Historiquement, la Russie ne se tient pas ; elle a des crises analogues à la crise actuelle à peu près tous les deux siècles. Tout s’écroule, puis tout se relève, mais souvent par l’intervention d’une autorité étrangère. C’est un tas de billes qui s’effondre et roule au moindre choc. Les populations slaves se vident par toutes les frontières ; elles inondent les pays voisins ; flux, reflux, toujours ballotté d’Asie en Europe et d’Europe en Asie.

Géographie sans forme, sans ossature, aux pentes incertaines et aux articulations molles : à la surface, la vie est un perpétuel écoulement lent et à pleins bords que le moindre accident de terrain, le moindre barrage transforme en marécage.

Au centre, un plateau fertile, le Valdaï, d’où les grands fleuves, la Volga, le Dnieper, le Niémen dévalent en nappes lourdes vers les différents horizons. Tout cela se traînant à travers une boue fertile, la terre noire ; et autour, en des espaces non moins vastes, mais plus arides, les steppes, les forêts, les lacs, les marais, des contrées vides où l’homme se fait de plus en plus rare, et, au bout encore, les déserts pétrés.

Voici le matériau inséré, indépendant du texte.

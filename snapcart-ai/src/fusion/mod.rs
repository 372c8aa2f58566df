// Fusion Module - Candidate Union, Taxonomy Expansion, Term Selection
//
// Coordinator (fan-out/fan-in) → Normalizer → Taxonomy Matcher → Term Selector.
// Everything after the coordinator's join is pure and synchronous.

pub mod builtin_taxonomy;
pub mod coordinator;
pub mod matcher;
pub mod normalizer;
pub mod selector;
pub mod taxonomy;

pub use coordinator::{CandidateSet, SignalCoordinator, SignalReport, SignalStatus};
pub use matcher::{MatchBasis, MatchedTerm, MatchedTermSet, TaxonomyMatcher};
pub use selector::TermSelector;
pub use taxonomy::{Taxonomy, TaxonomyEntry, TaxonomyError};
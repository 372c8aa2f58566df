// Keyword Taxonomy
//
// Static reference data: named product types, each with a category and a list
// of synonym keywords. Built once at startup and shared read-only (`Arc`) by
// every pipeline invocation. The canonical name is itself a keyword.

use super::builtin_taxonomy::BUILTIN_ENTRIES;
use super::normalizer::case_fold;
use crate::types::ProductCategory;
use once_cell::sync::Lazy;
use serde::{Deserialize, Serialize};
use std::path::Path;
use std::sync::Arc;
use thiserror::Error;
use tracing::{info, warn};

/// Taxonomy loading error
#[derive(Debug, Error)]
pub enum TaxonomyError {
    #[error("Failed to read taxonomy file {path}: {source}")]
    Io {
        path: String,
        #[source]
        source: std::io::Error,
    },

    #[error("Failed to parse taxonomy: {0}")]
    Parse(#[from] toml::de::Error),
}

/// One product type
#[derive(Debug, Clone, PartialEq, Serialize, Deserialize)]
pub struct TaxonomyEntry {
    pub canonical_name: String,
    pub category: ProductCategory,
    #[serde(default)]
    pub keywords: Vec<String>,
}

impl TaxonomyEntry {
    pub fn new(canonical_name: &str, category: ProductCategory, keywords: &[&str]) -> Self {
        Self {
            canonical_name: canonical_name.to_string(),
            category,
            keywords: keywords.iter().map(|k| k.to_string()).collect(),
        }
    }

    /// Canonical name followed by the synonym keywords
    pub fn terms(&self) -> impl Iterator<Item = &str> {
        std::iter::once(self.canonical_name.as_str()).chain(self.keywords.iter().map(String::as_str))
    }
}

/// On-disk layout: `[[entry]]` tables
#[derive(Debug, Deserialize)]
struct TaxonomyFile {
    #[serde(default, rename = "entry")]
    entries: Vec<TaxonomyEntry>,
}

/// A term with its pre-folded matching form
#[derive(Debug, Clone)]
pub(crate) struct FoldedTerm {
    pub text: String,
    pub folded: String,
}

/// Immutable taxonomy table
#[derive(Debug, Clone, Default)]
pub struct Taxonomy {
    entries: Vec<TaxonomyEntry>,
    /// Per entry: canonical name then keywords, folded once
    folded: Vec<Vec<FoldedTerm>>,
    /// Categories in first-declaration order
    categories: Vec<ProductCategory>,
}

static BUILTIN: Lazy<Arc<Taxonomy>> = Lazy::new(|| {
    let entries = BUILTIN_ENTRIES
        .iter()
        .map(|(name, category, keywords)| TaxonomyEntry::new(name, *category, keywords))
        .collect();
    Arc::new(Taxonomy::new(entries))
});

impl Taxonomy {
    /// Build a taxonomy, dropping malformed entries
    ///
    /// Entries with a blank canonical name are skipped; blank keywords are removed.
    pub fn new(entries: Vec<TaxonomyEntry>) -> Self {
        let mut kept = Vec::with_capacity(entries.len());
        let mut folded = Vec::with_capacity(entries.len());
        let mut categories = Vec::new();

        for mut entry in entries {
            entry.canonical_name = entry.canonical_name.trim().to_string();
            if entry.canonical_name.is_empty() {
                warn!(
                    category = %entry.category,
                    "Skipping taxonomy entry with blank canonical name"
                );
                continue;
            }

            entry.keywords = entry
                .keywords
                .into_iter()
                .map(|k| k.trim().to_string())
                .filter(|k| !k.is_empty())
                .collect();

            if !categories.contains(&entry.category) {
                categories.push(entry.category);
            }

            folded.push(
                entry
                    .terms()
                    .map(|t| FoldedTerm {
                        text: t.to_string(),
                        folded: case_fold(t),
                    })
                    .collect(),
            );
            kept.push(entry);
        }

        Self {
            entries: kept,
            folded,
            categories,
        }
    }

    /// Taxonomy with no entries (matcher passes raw terms through)
    pub fn empty() -> Self {
        Self::default()
    }

    /// Shared built-in table, constructed on first use
    pub fn builtin() -> Arc<Taxonomy> {
        Arc::clone(&BUILTIN)
    }

    /// Parse a TOML taxonomy document
    pub fn from_toml_str(content: &str) -> Result<Self, TaxonomyError> {
        let file: TaxonomyFile = toml::from_str(content)?;
        Ok(Self::new(file.entries))
    }

    /// Load a TOML taxonomy file
    pub fn load(path: &Path) -> Result<Self, TaxonomyError> {
        let content = std::fs::read_to_string(path).map_err(|source| TaxonomyError::Io {
            path: path.display().to_string(),
            source,
        })?;
        Self::from_toml_str(&content)
    }

    /// Resolve the taxonomy for the service
    ///
    /// No path → built-in table. A path that cannot be loaded degrades to an
    /// empty taxonomy (terms pass through unexpanded, category is `Other`).
    pub fn load_or_degrade(path: Option<&Path>) -> Arc<Taxonomy> {
        let Some(path) = path else {
            let builtin = Self::builtin();
            info!(entries = builtin.len(), "Using built-in taxonomy");
            return builtin;
        };

        match Self::load(path) {
            Ok(taxonomy) => {
                if taxonomy.is_empty() {
                    warn!(path = %path.display(), "Taxonomy file has no usable entries");
                } else {
                    info!(path = %path.display(), entries = taxonomy.len(), "Loaded taxonomy");
                }
                Arc::new(taxonomy)
            }
            Err(e) => {
                warn!(error = %e, "Taxonomy unavailable; search terms will not be expanded");
                Arc::new(Self::empty())
            }
        }
    }

    pub fn entries(&self) -> &[TaxonomyEntry] {
        &self.entries
    }

    /// Categories in the order they are first declared
    pub fn categories(&self) -> &[ProductCategory] {
        &self.categories
    }

    pub(crate) fn folded_entries(&self) -> impl Iterator<Item = (&TaxonomyEntry, &[FoldedTerm])> {
        self.entries
            .iter()
            .zip(self.folded.iter().map(Vec::as_slice))
    }

    pub fn len(&self) -> usize {
        self.entries.len()
    }

    pub fn is_empty(&self) -> bool {
        self.entries.is_empty()
    }
}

Aux frontières de la Russie, on ne sait si l’on est en Europe ou si l’on est en Asie ; la Caspienne, le lac Aral sont le fond, le résidu d’une immense cuvette, inférieure au niveau de la Mer-Noire et de la Méditerranée, où les eaux, suintant de tous côtés, s’accumulèrent et s’endormirent.

La Russie fut, pendant des siècles, soumise à l’Asie ; la « Horde d’or » est le plus ancien autocrate russe. Le Slave lui payait tribut docilement. Demain peut-être, quelque « général » chinois ramènera ces temps qui paraissaient révolus. Sans les Chinois, les Sémites et autres Asiates, le pouvoir des soviets se fùt-il établi, eût-il duré ? Ce problème n’est pas d’aujourd’hui : il est vieux comme le passé russe. Gobineau a, des premiers annoncé en termes mystérieux, la ruine du tsarisme et une sorte de putréfaction des races nobles par le marécage slave : « Immobile comme la mort, écrit-il, actif comme elle, le marais dévorait dans ses eaux dormantes les principes les plus chauds et les plus généreux sans en éprouver d’autre modification quant à lui-même, que çà et là une élévation relative de fond, mais pour en revenir finalement à une corruption générale plus compliquée. » Cette terre absorbe et ne rend rien. Tourguéniew, plus familièrement : « Nous n’avons su donner au monde que le samovar, et encore se peut-il qu’il ne soit pas de notre invention. »


Contrée et vie insondables, mais que le climat, huit mois de l’année, rend inaccessibles à l’étranger et à ses propres habitants[2]. Là se produisent des sautes de température telles que l’hiver et l’été, d’ailleurs si disproportionnés en durée, sont excessifs alternativement. « À Astrakan, sous la latitude de Genève, il n’est pas rare, écrit Anatole Leroy-Beaulieu, qu’à six mois d’intervalle, les variations thermométriques embrassent jusqu’à 70 et même 75 degrés centigrades. Sur les côtes de la Caspienne, sous la latitude d’Avignon, le froid descend jusqu’à 30 degrés au-dessous de la glace ; en revanche, la température s’élève en été jusqu’à 40 degrés et au-dessus. À Moscou, les oscillations vont de 33 au-dessous à 28 au-dessus. À Saint-Pétersbourg, on peut osciller entre les températures extrêmes de 30 à 35 degrés de froid à 31 de chaleur. »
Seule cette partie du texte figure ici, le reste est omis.